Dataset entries
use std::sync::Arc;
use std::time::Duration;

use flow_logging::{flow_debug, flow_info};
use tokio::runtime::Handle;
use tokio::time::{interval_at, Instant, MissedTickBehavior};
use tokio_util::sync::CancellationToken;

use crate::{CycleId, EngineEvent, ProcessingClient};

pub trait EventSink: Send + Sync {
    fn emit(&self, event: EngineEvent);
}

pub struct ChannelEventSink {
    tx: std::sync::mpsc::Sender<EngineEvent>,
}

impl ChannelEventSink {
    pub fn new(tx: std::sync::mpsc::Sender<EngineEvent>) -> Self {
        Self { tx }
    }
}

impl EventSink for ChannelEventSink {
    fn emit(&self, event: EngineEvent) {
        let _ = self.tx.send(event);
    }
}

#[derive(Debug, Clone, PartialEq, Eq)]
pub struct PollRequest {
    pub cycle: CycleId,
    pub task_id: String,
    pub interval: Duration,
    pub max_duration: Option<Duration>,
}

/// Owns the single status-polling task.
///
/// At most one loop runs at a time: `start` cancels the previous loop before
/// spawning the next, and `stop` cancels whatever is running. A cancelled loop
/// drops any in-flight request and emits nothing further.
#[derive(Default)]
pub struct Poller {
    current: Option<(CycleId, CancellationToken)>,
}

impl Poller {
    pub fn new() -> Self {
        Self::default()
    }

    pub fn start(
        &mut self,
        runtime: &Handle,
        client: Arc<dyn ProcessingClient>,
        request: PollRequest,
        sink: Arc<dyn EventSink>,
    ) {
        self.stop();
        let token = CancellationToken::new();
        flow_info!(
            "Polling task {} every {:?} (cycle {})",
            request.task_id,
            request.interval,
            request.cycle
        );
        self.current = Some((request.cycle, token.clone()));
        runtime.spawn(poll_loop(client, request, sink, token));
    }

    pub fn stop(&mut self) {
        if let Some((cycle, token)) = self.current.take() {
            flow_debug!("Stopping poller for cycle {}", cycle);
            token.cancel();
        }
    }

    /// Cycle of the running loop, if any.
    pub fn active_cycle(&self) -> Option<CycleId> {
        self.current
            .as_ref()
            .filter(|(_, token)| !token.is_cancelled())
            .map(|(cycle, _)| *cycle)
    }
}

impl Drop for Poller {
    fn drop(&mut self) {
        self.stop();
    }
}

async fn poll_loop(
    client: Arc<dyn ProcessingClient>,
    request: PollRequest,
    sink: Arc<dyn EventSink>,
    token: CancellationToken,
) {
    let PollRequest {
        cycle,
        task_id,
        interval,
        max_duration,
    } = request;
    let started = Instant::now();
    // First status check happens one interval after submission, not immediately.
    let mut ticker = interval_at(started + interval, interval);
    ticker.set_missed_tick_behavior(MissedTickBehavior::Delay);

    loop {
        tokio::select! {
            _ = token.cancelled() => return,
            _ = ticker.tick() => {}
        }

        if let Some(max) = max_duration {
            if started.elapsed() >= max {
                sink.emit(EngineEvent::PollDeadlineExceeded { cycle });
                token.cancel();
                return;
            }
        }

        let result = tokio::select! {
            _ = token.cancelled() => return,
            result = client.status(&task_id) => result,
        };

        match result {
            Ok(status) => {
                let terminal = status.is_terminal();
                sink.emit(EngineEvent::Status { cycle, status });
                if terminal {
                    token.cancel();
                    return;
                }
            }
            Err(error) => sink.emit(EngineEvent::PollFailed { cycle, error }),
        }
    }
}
==
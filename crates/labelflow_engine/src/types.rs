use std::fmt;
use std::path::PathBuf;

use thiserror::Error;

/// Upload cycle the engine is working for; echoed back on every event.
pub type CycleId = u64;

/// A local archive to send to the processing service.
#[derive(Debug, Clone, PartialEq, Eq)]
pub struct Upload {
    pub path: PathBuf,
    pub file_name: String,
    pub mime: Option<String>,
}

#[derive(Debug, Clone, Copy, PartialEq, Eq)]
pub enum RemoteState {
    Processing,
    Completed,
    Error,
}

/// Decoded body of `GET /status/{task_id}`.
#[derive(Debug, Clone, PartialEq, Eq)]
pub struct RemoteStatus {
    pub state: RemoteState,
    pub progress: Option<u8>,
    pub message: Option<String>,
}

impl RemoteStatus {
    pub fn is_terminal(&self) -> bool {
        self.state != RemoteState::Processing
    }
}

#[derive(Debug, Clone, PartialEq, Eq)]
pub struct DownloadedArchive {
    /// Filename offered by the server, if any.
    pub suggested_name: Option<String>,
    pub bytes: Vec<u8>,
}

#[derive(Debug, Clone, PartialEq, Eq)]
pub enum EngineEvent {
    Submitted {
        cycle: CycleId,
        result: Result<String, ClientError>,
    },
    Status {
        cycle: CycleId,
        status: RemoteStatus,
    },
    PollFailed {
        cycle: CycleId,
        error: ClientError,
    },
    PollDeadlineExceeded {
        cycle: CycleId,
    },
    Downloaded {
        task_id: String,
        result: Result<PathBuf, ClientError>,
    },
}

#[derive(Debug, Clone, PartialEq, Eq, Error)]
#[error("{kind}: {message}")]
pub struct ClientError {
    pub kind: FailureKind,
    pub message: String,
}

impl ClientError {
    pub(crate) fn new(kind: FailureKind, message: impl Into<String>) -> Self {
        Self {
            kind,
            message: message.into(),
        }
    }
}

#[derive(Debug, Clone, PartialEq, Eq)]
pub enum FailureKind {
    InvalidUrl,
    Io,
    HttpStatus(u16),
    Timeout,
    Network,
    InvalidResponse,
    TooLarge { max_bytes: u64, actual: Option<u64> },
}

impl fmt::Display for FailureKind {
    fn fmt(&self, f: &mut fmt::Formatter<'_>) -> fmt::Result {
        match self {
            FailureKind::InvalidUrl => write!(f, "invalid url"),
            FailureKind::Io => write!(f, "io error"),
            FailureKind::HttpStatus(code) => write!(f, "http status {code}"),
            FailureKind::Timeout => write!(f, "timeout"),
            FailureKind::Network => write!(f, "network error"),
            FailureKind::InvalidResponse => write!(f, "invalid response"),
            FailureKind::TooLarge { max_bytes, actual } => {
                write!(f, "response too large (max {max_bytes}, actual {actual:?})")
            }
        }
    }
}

■ **Aim of the task**:
Which of the lines above contain "Handle"? Return them all.

■ **Answer to this exercise**:
use tokio::runtime::Handle;
        runtime: &Handle,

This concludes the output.